We have established the survival model through internal verification and external verification. Since the SEER database does not record the recurrence of patients, it cannot be used for external verification of our recurrence model. Both models exhibited satisfactory performance with accurate discrimination. In these models, each prognostic factor is quantified and visualized by static nomograms that can individually predict 2-year and 5-year RFS and CSS in CA patients. Two web-based calculators were developed (https://yfycrc.shinyapps.io/recurrence_rate/; https://yfycrc.shinyapps.io/survival/). After entering the appropriate variables, the patient's RFS or CCS and 95% CI can be obtained. Based on these two predictive models, physicians can determine individual risk, predict outcomes, and select appropriate therapies for patients with CA.

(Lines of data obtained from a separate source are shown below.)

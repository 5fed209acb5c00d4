mod cli;
mod commands;
mod config;
mod error;
mod output;

use clap::Parser;
use tokio_util::sync::CancellationToken;
use tracing_subscriber::EnvFilter;

use crate::cli::{Cli, Command};
use crate::error::CliError;

#[tokio::main]
async fn main() {
    // Parse CLI arguments
    let cli = Cli::parse();

    // Setup tracing based on verbosity
    init_tracing(cli.global.verbose);

    // Ctrl-C aborts whatever request is in flight
    let cancel = CancellationToken::new();
    let trigger = cancel.clone();
    tokio::spawn(async move {
        if tokio::signal::ctrl_c().await.is_ok() {
            trigger.cancel();
        }
    });

    // Dispatch and handle errors with proper exit codes
    if let Err(err) = run(cli, &cancel).await {
        let code = err.exit_code();
        eprintln!("{:?}", miette::Report::new(err));
        std::process::exit(code);
    }
}

fn init_tracing(verbosity: u8) {
    let filter = match verbosity {
        0 => "warn",
        1 => "info",
        2 => "debug",
        _ => "trace",
    };

    tracing_subscriber::fmt()
        .with_env_filter(
            EnvFilter::try_from_default_env().unwrap_or_else(|_| EnvFilter::new(filter)),
        )
        .with_target(false)
        .with_writer(std::io::stderr)
        .init();
}

async fn run(cli: Cli, cancel: &CancellationToken) -> Result<(), CliError> {
    match cli.command {
        // Config commands don't need a controller connection
        Command::Config(args) => commands::config_cmd::handle(args, &cli.global),

        // Shell completions generation
        Command::Completions(args) => {
            use clap::CommandFactory;
            use clap_complete::generate;

            let mut cmd = Cli::command();
            generate(args.shell, &mut cmd, "aci", &mut std::io::stdout());
            Ok(())
        }

        // All other commands require a controller
        cmd => {
            let external = config::connect(&cli.global).await?;

            tracing::debug!(command = ?cmd, "dispatching command");
            commands::dispatch(cmd, &external, &cli.global, cancel).await
        }
    }
}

There are some limitations in the study. First, we established this model through retrospective analysis, which may lead to bias due to the lack of random assignment, and some missing values. Second, because all patients were from an East Asian population, the corresponding ethnic susceptibility is unknown; our results should be extrapolated to other populations with caution. Third, the prediction model for tumor recurrence was internally validated, so additional external validation using cohorts from different hospitals or regions is needed. Fourth, Due to the limited data, we did not divide the data into training set and test set, considering that the modeling data would be reduced after dismantling and the degree of assurance of model modeling and verification would be reduced. In the future, on the basis of increasing the sample size, more adequate internal verification can be carried out.

In conclusion, in the current study, we developed and validated nomogram models to predict 2-year and 5-year RFS and CSS in patients with early-stage CA, respectively. This will help to assess the prognosis of patients with CA more accurately evaluate in clinical work.